== The task ==
The word "derive" may appear in some lines of the data; copy every such line.

== Input for this task ==
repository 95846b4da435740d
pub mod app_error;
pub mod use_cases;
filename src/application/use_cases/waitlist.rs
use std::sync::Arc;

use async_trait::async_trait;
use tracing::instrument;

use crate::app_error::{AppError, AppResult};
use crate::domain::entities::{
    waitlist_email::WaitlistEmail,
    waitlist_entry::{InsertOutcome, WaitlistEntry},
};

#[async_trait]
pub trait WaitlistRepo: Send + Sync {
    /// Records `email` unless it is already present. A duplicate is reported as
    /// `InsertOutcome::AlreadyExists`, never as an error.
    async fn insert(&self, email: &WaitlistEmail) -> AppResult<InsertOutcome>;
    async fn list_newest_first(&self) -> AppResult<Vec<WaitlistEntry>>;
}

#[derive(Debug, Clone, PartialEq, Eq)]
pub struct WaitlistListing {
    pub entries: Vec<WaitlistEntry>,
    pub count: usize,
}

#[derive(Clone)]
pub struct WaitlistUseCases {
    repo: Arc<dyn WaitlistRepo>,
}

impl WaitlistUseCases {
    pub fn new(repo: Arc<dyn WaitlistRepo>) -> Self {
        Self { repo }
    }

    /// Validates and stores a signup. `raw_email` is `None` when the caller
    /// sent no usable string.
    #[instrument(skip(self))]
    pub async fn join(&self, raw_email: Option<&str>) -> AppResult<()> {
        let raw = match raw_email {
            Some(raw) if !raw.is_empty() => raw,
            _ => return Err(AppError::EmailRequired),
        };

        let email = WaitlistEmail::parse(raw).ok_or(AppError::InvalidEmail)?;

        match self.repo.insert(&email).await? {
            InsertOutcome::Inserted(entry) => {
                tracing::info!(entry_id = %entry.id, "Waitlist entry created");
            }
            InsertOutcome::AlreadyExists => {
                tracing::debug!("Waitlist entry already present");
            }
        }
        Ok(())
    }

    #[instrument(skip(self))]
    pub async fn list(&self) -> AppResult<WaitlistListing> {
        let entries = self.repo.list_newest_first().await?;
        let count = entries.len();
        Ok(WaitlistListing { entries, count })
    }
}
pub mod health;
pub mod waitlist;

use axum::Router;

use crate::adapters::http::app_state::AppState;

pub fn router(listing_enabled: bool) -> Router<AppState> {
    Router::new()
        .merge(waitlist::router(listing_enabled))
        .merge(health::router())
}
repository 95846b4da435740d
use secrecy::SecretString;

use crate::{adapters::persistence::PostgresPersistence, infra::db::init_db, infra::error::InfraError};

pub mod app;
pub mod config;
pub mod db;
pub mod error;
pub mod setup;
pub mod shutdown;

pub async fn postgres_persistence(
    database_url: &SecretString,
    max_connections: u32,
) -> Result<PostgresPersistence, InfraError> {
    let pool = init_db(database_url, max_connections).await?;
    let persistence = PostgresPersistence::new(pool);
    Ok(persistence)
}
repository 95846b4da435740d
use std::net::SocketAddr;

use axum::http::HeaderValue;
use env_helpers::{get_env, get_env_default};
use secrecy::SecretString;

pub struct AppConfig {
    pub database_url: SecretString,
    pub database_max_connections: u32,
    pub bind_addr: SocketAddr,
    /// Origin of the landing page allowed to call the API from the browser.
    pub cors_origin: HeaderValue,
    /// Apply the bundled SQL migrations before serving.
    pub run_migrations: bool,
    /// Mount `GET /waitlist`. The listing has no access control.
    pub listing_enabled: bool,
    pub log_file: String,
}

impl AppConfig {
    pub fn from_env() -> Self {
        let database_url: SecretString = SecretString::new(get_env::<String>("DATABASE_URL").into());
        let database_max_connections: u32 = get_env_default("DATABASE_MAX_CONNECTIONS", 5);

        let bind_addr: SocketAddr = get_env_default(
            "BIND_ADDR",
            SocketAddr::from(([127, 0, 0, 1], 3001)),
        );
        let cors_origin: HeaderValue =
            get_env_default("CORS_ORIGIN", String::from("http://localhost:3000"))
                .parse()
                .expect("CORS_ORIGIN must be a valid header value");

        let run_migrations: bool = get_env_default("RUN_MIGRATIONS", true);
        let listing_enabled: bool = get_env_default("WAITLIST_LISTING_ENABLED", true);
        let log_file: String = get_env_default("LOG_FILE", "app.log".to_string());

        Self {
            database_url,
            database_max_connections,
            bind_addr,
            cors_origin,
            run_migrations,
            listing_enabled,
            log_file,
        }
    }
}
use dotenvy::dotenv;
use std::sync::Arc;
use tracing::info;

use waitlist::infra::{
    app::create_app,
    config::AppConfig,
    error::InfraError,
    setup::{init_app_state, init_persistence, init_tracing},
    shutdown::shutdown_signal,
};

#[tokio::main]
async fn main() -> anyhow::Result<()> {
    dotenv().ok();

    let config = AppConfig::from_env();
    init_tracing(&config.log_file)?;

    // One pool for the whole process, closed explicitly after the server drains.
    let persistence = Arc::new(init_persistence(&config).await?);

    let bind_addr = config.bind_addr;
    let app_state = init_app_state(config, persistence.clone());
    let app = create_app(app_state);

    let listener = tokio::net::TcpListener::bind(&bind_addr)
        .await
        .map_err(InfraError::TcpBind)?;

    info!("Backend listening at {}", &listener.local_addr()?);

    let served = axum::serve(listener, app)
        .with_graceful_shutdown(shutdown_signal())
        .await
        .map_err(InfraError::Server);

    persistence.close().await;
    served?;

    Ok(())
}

* * *

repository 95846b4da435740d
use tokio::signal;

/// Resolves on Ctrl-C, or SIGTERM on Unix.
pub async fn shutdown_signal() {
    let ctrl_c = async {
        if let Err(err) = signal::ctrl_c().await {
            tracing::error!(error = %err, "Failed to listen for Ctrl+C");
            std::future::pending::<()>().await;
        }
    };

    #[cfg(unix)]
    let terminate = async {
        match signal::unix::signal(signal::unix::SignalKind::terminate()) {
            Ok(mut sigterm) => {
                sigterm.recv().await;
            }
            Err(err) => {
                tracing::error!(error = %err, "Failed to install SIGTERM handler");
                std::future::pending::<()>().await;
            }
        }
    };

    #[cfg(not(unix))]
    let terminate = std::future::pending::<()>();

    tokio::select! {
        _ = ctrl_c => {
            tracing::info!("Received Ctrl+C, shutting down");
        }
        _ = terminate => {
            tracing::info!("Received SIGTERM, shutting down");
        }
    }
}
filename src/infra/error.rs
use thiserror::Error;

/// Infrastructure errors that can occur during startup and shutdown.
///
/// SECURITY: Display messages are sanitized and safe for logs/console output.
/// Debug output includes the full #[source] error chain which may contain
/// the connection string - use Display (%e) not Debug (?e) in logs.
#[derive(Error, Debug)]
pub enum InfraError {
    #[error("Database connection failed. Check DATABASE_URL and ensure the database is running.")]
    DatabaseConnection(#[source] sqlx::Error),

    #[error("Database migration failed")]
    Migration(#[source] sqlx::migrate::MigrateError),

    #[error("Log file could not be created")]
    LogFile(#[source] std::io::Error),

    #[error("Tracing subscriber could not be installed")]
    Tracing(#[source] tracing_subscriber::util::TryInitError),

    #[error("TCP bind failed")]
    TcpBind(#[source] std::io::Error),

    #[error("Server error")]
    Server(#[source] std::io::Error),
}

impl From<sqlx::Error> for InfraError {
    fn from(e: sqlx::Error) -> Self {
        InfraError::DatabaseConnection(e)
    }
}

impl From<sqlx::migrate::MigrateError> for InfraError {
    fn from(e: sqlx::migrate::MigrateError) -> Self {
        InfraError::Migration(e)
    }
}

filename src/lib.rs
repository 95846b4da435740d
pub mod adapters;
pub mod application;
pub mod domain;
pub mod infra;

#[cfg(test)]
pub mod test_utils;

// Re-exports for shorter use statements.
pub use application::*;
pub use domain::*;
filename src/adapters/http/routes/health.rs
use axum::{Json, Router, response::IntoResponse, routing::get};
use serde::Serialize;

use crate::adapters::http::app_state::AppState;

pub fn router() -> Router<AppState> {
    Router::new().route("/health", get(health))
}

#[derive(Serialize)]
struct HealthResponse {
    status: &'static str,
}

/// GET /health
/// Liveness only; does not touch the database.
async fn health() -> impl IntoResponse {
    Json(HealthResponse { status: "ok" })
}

--

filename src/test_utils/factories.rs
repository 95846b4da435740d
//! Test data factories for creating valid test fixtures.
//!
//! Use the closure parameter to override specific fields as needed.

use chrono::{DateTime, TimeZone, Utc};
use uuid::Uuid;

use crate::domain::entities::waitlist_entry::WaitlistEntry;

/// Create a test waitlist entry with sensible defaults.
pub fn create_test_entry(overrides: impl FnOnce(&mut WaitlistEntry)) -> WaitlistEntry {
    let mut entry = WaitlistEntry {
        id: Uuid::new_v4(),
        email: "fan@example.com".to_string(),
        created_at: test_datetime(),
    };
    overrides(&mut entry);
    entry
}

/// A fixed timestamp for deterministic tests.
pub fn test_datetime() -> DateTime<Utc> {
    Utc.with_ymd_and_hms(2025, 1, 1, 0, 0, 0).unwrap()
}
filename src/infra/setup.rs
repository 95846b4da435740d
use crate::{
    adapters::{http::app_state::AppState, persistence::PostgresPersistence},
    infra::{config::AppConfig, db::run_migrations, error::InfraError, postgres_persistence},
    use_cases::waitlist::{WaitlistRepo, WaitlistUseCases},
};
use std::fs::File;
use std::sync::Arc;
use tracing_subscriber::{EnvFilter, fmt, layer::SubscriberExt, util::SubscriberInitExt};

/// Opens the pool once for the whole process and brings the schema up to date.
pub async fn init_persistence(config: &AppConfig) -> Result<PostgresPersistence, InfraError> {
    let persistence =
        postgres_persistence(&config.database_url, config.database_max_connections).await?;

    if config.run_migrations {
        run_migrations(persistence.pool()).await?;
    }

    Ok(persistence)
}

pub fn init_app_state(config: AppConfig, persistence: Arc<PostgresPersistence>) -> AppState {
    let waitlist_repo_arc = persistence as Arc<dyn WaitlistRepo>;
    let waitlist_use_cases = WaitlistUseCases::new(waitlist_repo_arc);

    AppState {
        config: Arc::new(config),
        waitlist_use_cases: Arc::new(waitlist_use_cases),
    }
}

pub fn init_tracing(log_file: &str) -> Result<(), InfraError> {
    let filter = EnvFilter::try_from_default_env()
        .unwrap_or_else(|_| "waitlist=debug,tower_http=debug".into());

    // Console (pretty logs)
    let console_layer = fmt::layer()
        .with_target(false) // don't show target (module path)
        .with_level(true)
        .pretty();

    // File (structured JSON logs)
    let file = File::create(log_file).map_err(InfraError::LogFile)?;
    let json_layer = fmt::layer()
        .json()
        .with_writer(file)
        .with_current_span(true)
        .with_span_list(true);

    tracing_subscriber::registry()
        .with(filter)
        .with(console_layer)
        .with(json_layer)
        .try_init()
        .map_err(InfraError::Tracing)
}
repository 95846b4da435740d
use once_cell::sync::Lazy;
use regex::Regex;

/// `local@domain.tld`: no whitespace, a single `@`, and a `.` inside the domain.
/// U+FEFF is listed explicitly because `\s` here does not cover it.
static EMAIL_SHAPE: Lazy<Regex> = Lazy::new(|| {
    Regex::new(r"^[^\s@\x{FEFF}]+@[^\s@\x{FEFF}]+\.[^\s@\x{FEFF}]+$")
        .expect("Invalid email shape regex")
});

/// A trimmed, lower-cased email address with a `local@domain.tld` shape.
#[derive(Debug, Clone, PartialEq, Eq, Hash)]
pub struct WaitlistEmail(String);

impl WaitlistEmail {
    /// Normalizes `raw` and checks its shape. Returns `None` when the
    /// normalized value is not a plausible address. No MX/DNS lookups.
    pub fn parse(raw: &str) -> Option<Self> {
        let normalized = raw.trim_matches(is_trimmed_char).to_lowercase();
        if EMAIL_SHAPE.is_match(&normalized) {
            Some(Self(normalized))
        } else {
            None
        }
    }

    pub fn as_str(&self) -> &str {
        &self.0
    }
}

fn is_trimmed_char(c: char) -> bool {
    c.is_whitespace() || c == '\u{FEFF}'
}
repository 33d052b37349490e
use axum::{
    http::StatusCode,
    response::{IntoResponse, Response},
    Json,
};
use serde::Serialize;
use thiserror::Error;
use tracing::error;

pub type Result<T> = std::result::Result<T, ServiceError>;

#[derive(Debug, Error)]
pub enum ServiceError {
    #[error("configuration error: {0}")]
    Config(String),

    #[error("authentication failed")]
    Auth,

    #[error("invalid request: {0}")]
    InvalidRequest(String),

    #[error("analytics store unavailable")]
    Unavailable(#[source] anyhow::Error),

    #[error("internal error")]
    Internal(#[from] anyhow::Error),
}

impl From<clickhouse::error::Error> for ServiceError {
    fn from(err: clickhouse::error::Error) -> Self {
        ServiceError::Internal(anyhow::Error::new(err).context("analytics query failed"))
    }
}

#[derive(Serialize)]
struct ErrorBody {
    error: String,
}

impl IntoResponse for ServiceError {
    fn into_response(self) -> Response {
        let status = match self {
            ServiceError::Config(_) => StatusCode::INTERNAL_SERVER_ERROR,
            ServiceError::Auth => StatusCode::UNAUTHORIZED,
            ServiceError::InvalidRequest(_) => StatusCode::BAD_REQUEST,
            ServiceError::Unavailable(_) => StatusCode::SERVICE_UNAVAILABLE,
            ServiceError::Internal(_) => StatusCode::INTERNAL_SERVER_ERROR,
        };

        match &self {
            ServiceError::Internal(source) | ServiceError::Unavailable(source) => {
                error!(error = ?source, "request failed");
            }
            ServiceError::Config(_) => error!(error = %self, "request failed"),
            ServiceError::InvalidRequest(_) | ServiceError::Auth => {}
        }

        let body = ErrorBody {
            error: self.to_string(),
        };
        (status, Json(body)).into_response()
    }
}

== Output below ==
#[derive(Debug, Clone, PartialEq, Eq)]
#[derive(Clone)]
#[derive(Error, Debug)]
#[derive(Serialize)]
#[derive(Debug, Clone, PartialEq, Eq, Hash)]
#[derive(Debug, Error)]
#[derive(Serialize)]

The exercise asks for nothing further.